Cette nuit-là, les sauveteurs ont creusé avec leurs mains dans une tentative désespérée pour sauver la famille.
Une ancienne camarade de classe de la mère d’Elizaveta Kravchenko, arrivée sur les lieux, énumère pour la police les noms et les âges des personnes que l’on craint de voir ensevelies. « Quelqu’un est-il en vie ? », demande-t-elle, aux secouristes, qui s’activent éclairés par des lampes frontales.
À proximité, les journalistes de l’AFP ont entendu les explosions. Le gaz flotte dans l’air tandis que les sauveteurs appellent tous ceux qui ont des gants solides à les aider.

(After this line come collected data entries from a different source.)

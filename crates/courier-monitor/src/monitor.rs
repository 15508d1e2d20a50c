//! Monitor loop
//!
//! Drives probe cycles on a fixed interval, applies the up/down transition
//! rules, and persists state after each cycle. Sites are checked
//! sequentially in one task; a slow site delays the cycle but there is no
//! shared mutable state to corrupt.

use crate::checker::{CheckResult, HealthChecker};
use crate::config::{MonitorConfig, SiteConfig};
use crate::notify::{AlertEvent, Notifier};
use crate::state::{SiteState, StateFile};
use chrono::{DateTime, Duration, Utc};
use std::sync::Arc;
use thiserror::Error;
use tokio::time::MissedTickBehavior;
use tracing::{error, info, instrument, warn};

/// Monitor startup errors.
#[derive(Debug, Error)]
pub enum MonitorError {
    /// Configuration missing or invalid.
    #[error("Configuration error: {0}")]
    Config(String),

    /// HTTP client could not be constructed.
    #[error("HTTP client error: {0}")]
    Http(#[from] reqwest::Error),

    /// State file I/O failed.
    #[error("I/O error: {0}")]
    Io(#[from] std::io::Error),
}

/// The uptime monitor.
pub struct Monitor {
    config: MonitorConfig,
    checker: HealthChecker,
    notifier: Arc<dyn Notifier>,
    state: StateFile,
}

impl Monitor {
    /// Build a monitor, loading persisted state from the configured file.
    pub async fn new(
        config: MonitorConfig,
        notifier: Arc<dyn Notifier>,
    ) -> Result<Self, MonitorError> {
        let checker = HealthChecker::new()?;
        let state = StateFile::load(&config.state_file).await;

        Ok(Self {
            config,
            checker,
            notifier,
            state,
        })
    }

    /// Probe every configured site once, raising alerts for transitions.
    ///
    /// State is persisted after the full cycle; a failed save is logged and
    /// retried implicitly on the next cycle.
    #[instrument(skip(self))]
    pub async fn run_cycle(&mut self) {
        let cooldown = Duration::milliseconds(self.config.alert_cooldown as i64);

        for site in &self.config.sites {
            let result = self.checker.check(site).await;
            let state = self.state.entry(&site.name);

            if let Some(event) = apply_transition(state, site, &result, Utc::now(), cooldown) {
                if let Err(e) = self.notifier.notify(&event).await {
                    warn!(site = %site.name, error = %e, "Alert delivery failed");
                }
            }
        }

        if let Err(e) = self.state.save().await {
            error!(error = %e, "Failed to persist monitor state");
        }
    }

    /// Run check cycles forever on the configured interval.
    pub async fn run(mut self) {
        info!(
            sites = self.config.sites.len(),
            interval_ms = self.config.check_interval,
            "Monitor starting"
        );

        let mut interval = tokio::time::interval(self.config.check_interval());
        interval.set_missed_tick_behavior(MissedTickBehavior::Delay);

        loop {
            interval.tick().await;
            self.run_cycle().await;
        }
    }

    /// Read-only view of a site's state, for tests and status reporting.
    pub fn site_state(&self, name: &str) -> Option<&SiteState> {
        self.state.get(name)
    }
}

/// Apply one probe result to a site's state, returning the alert to send.
///
/// Rules:
/// - a failed probe marks the site down; the down-alert is suppressed while
///   the previous alert is younger than `cooldown`, and re-sent once the
///   cooldown has expired;
/// - a successful probe after a failure emits exactly one recovery event and
///   clears `last_alert_at`, so the next outage alerts immediately.
fn apply_transition(
    state: &mut SiteState,
    site: &SiteConfig,
    result: &CheckResult,
    now: DateTime<Utc>,
    cooldown: Duration,
) -> Option<AlertEvent> {
    if result.success {
        let event = if !state.last_known_up {
            let downtime = state.last_up_at.map(|t| now - t);
            state.last_alert_at = None;
            Some(AlertEvent::SiteRecovered {
                name: state.name.clone(),
                downtime,
            })
        } else {
            None
        };

        state.last_known_up = true;
        state.last_up_at = Some(now);
        return event;
    }

    state.last_known_up = false;

    let suppressed = matches!(state.last_alert_at, Some(at) if now - at < cooldown);
    if suppressed {
        return None;
    }

    state.last_alert_at = Some(now);
    Some(AlertEvent::SiteDown {
        name: state.name.clone(),
        reason: result
            .error
            .clone()
            .unwrap_or_else(|| "probe failed".to_string()),
        priority: site.priority.clone(),
        dr_plan: site.dr_plan.clone(),
    })
}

En larmes et hébété, le mari de Lyudmila Kravchenko fait sonner son téléphone pour aider à la localiser. Les secours la retrouvent morte, et l’évacuent dans un sac mortuaire blanc. Suit son fils, 23 ans. Puis à l’aube, la grand-mère d’Elizaveta, 74 ans.
Un cratère de trois mètres
L’attaque, menée la semaine dernière sur un quartier tranquille de Kramatorsk, a laissé un cratère de trois mètres de profondeur, jonché de débris, et fait voler en éclat toute l’intimité de la famille, albums de photos, notes manuscrites, jouets d’enfants. Le tir a arraché les portes et fenêtres et fait tomber les tuiles des toits de plus d’une centaine de maisons alentour. Un sinistre rappel du coût que les civils paient toujours, deux ans après l’invasion de l’Ukraine par l’armée russe.

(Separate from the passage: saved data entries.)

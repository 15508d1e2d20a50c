//! Fixed-interval polling for asynchronous vendor jobs.
//!
//! Design export and asset upload operations are asynchronous server-side
//! jobs: one request starts the job, and the handle is then polled until it
//! reports a terminal state. With no push channel available, a fixed
//! interval with a hard deadline is the simplest correct strategy; no
//! backoff is applied.
//!
//! # Example
//!
//! ```rust,no_run
//! use courier_mcp::poll::{await_completion, JobState, PollConfig, PollError};
//! use std::time::Duration;
//!
//! async fn example() -> Result<String, PollError> {
//!     let config = PollConfig {
//!         interval: Duration::from_secs(2),
//!         deadline: Duration::from_secs(60),
//!     };
//!
//!     await_completion(&config, || async {
//!         // Fetch job status from the vendor here
//!         Ok(JobState::Success("export-url".to_string()))
//!     }).await
//! }
//! ```

use serde::{Deserialize, Serialize};
use std::time::Duration;
use thiserror::Error;
use tokio::time::{sleep, Instant};

/// Polling error types.
#[derive(Debug, Error)]
pub enum PollError {
    /// The job reached the failed state
    #[error("Job failed: {0}")]
    JobFailed(String),

    /// The deadline elapsed without a terminal state
    #[error("Job timed out after {deadline_ms}ms")]
    Timeout {
        /// Deadline in milliseconds.
        deadline_ms: u64,
    },

    /// A status fetch itself failed
    #[error("Status fetch failed: {0}")]
    Fetch(String),
}

/// Observed state of a vendor job.
#[derive(Debug, Clone)]
pub enum JobState<T> {
    /// Still running; poll again after the interval
    Pending,
    /// Terminal: completed with a payload
    Success(T),
    /// Terminal: failed with a reason
    Failed(String),
}

/// Job status on the wire.
#[derive(Debug, Clone, Copy, PartialEq, Eq, Serialize, Deserialize)]
#[serde(rename_all = "lowercase")]
pub enum JobStatus {
    /// Job is still running
    Pending,
    /// Job completed
    Success,
    /// Job failed
    Failed,
}

/// A vendor job handle as returned by job-initiating requests.
#[derive(Debug, Clone, Serialize, Deserialize)]
pub struct JobHandle {
    /// Job ID used for status polling
    pub id: String,

    /// Current status
    pub status: JobStatus,

    /// Failure reason, if failed
    #[serde(skip_serializing_if = "Option::is_none")]
    pub error: Option<String>,
}

impl JobHandle {
    /// Whether the handle is in a terminal state.
    ///
    /// A terminal handle must never be polled again.
    pub fn is_terminal(&self) -> bool {
        self.status != JobStatus::Pending
    }

    /// Convert the handle into a poll state, consuming it.
    pub fn into_state(self) -> JobState<JobHandle> {
        match self.status {
            JobStatus::Pending => JobState::Pending,
            JobStatus::Success => JobState::Success(self),
            JobStatus::Failed => {
                let reason = self
                    .error
                    .unwrap_or_else(|| "no failure reason reported".to_string());
                JobState::Failed(reason)
            }
        }
    }
}

/// Configuration for the poll loop.
#[derive(Debug, Clone)]
pub struct PollConfig {
    /// Fixed interval between status fetches
    pub interval: Duration,

    /// Hard deadline measured from the first fetch
    pub deadline: Duration,
}

impl Default for PollConfig {
    fn default() -> Self {
        Self {
            interval: Duration::from_secs(2),
            deadline: Duration::from_secs(120),
        }
    }
}

impl PollConfig {
    /// Build a config from millisecond values.
    pub fn from_millis(interval_ms: u64, deadline_ms: u64) -> Self {
        Self {
            interval: Duration::from_millis(interval_ms),
            deadline: Duration::from_millis(deadline_ms),
        }
    }
}

/// Poll a job to completion.
///
/// Calls `fetch` immediately, then every `interval` until the job reports
/// success or failure, or until `deadline` elapses. A failed fetch aborts
/// the loop; there is no retry beyond the next scheduled poll for pending
/// states.
///
/// # Errors
///
/// - [`PollError::JobFailed`] as soon as the job reports failure
/// - [`PollError::Timeout`] once `deadline` has elapsed, never later
/// - [`PollError::Fetch`] if a status fetch itself fails
pub async fn await_completion<T, F, Fut>(config: &PollConfig, mut fetch: F) -> Result<T, PollError>
where
    F: FnMut() -> Fut,
    Fut: std::future::Future<Output = Result<JobState<T>, PollError>>,
{
    let started = Instant::now();
    let mut polls: u32 = 0;

    loop {
        polls += 1;
        match fetch().await? {
            JobState::Success(payload) => {
                tracing::debug!(polls, elapsed_ms = started.elapsed().as_millis() as u64, "Job completed");
                return Ok(payload);
            }
            JobState::Failed(reason) => {
                tracing::warn!(polls, reason = %reason, "Job failed");
                return Err(PollError::JobFailed(reason));
            }
            JobState::Pending => {}
        }

        let remaining = config.deadline.saturating_sub(started.elapsed());
        if remaining.is_zero() {
            tracing::warn!(polls, "Job polling deadline elapsed");
            return Err(PollError::Timeout {
                deadline_ms: config.deadline.as_millis() as u64,
            });
        }

        // Never sleep past the deadline.
        sleep(config.interval.min(remaining)).await;

        if started.elapsed() >= config.deadline {
            tracing::warn!(polls, "Job polling deadline elapsed");
            return Err(PollError::Timeout {
                deadline_ms: config.deadline.as_millis() as u64,
            });
        }
    }
}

Elizaveta venait de déménager depuis quelques semaines à Kiev, où sa mère, Lyudmila Kravchenko, 46 ans, avait prévu de la rejoindre, selon des collègues. L’adolescente est rentrée chez elle pour les obsèques. « Dieu sauvera leurs cœurs aimants et leur donnera la vie éternelle », entonne le pope Igor, en encensant les cercueils.
Le cimetière, à l’extérieur de Kramatorsk est parsemé de drapeaux ukrainiens marquant les tombes des soldats tués. Elizaveta regarde ses proches être mis un à un en terre. Le pope Igor affirme puiser sa force dans sa foi, après tant de funérailles. Mais même après deux ans, il ne s’habitue pas : « vous savez, cela laisse des traces dans l’âme pendant longtemps ».

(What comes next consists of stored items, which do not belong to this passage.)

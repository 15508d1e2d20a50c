//! # Courier Monitor
//!
//! Uptime monitoring for the endpoints Courier adapters depend on. The
//! monitor probes each configured site on a fixed interval, tracks up/down
//! transitions across restarts, and raises alerts through a pluggable
//! notifier with a per-site cooldown so a flapping or long-down site does
//! not flood the alert channel.
//!
//! ## Overview
//!
//! - **Config**: JSON site list with per-site timeout, expected statuses,
//!   priority, and an optional disaster-recovery note carried into alerts
//! - **Checker**: one bounded GET per site; every failure mode (bad status,
//!   connection error, timeout) reduces to the same failed probe result
//! - **State**: per-site `last_known_up` / `last_alert_at`, persisted to a
//!   JSON state file between runs
//! - **Notify**: `Notifier` trait with log, process-spawn, and fanout
//!   implementations; delivery failures never break the check cycle
//!
//! ## Usage
//!
//! ```rust,no_run
//! use courier_monitor::{LogNotifier, Monitor, MonitorConfig, MonitorError};
//! use std::sync::Arc;
//!
//! async fn run() -> Result<(), MonitorError> {
//!     let config = MonitorConfig::load("monitor.json")?;
//!     let monitor = Monitor::new(config, Arc::new(LogNotifier)).await?;
//!     monitor.run().await;
//!     Ok(())
//! }
//! ```

pub mod checker;
pub mod config;
pub mod monitor;
pub mod notify;
pub mod state;

pub use checker::{CheckResult, HealthChecker};
pub use config::{MonitorConfig, NotificationConfig, SiteConfig};
pub use monitor::{Monitor, MonitorError};
pub use notify::{AlertEvent, FanoutNotifier, LogNotifier, Notifier, ProcessNotifier};
pub use state::{SiteState, StateFile};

« Lyudmila Volodymyrivna était profondément aimée et respectée », peut-on lire dans un avis de décès en ligne, citant des collègues. Les médias locaux ont publié des photos d’elle posant à côté de fleurs roses pour annoncer son décès. Elle avait consacré sa carrière d’éducatrice à la région industrielle de Donetsk, qui, selon le Kremlin, fait partie de la Russie.
Trois tirs de missile
La nuit où elle a été tuée avec ses proches, la Russie a tiré trois missiles sur Kramatorsk, dont un Kh-22.
Les missiles Kh-22 sont des projectiles à longue portée et à capacité nucléaire conçus par l’Union soviétique pour détruire des cibles navales, notamment des porte-avions. Mais sur terre, ils sont « très imprécis » et susceptibles de causer des « dommages collatéraux importants », selon le ministère britannique de la défense. Le coût de chaque projectile est estimé à environ un million de dollars.
Moscou n’a jamais commenté ces frappes, mais le Kremlin a affirmé à plusieurs reprises que ses forces ne prenaient pas les civils pour cible. « Ce crime cynique commis par les Russes prouve une fois de plus qu’il n’y a plus d’endroits absolument sûrs dans la région de Donetsk », fustige au contraire le gouverneur de la région.
Les forces russes s’approchent de Kramatorsk, où vivent désormais de nombreux Ukrainiens qui ont déjà fui leurs maisons plus à l’est, et qui a été le théâtre de l’une des attaques les plus meurtrières de la guerre. En avril 2022, une attaque contre la gare y avait tué plus de 60 personnes qui tentaient de fuir. Avant l’attaque, les militaires russes avaient inscrit sur un missile les mots suivants : « pour nos enfants ».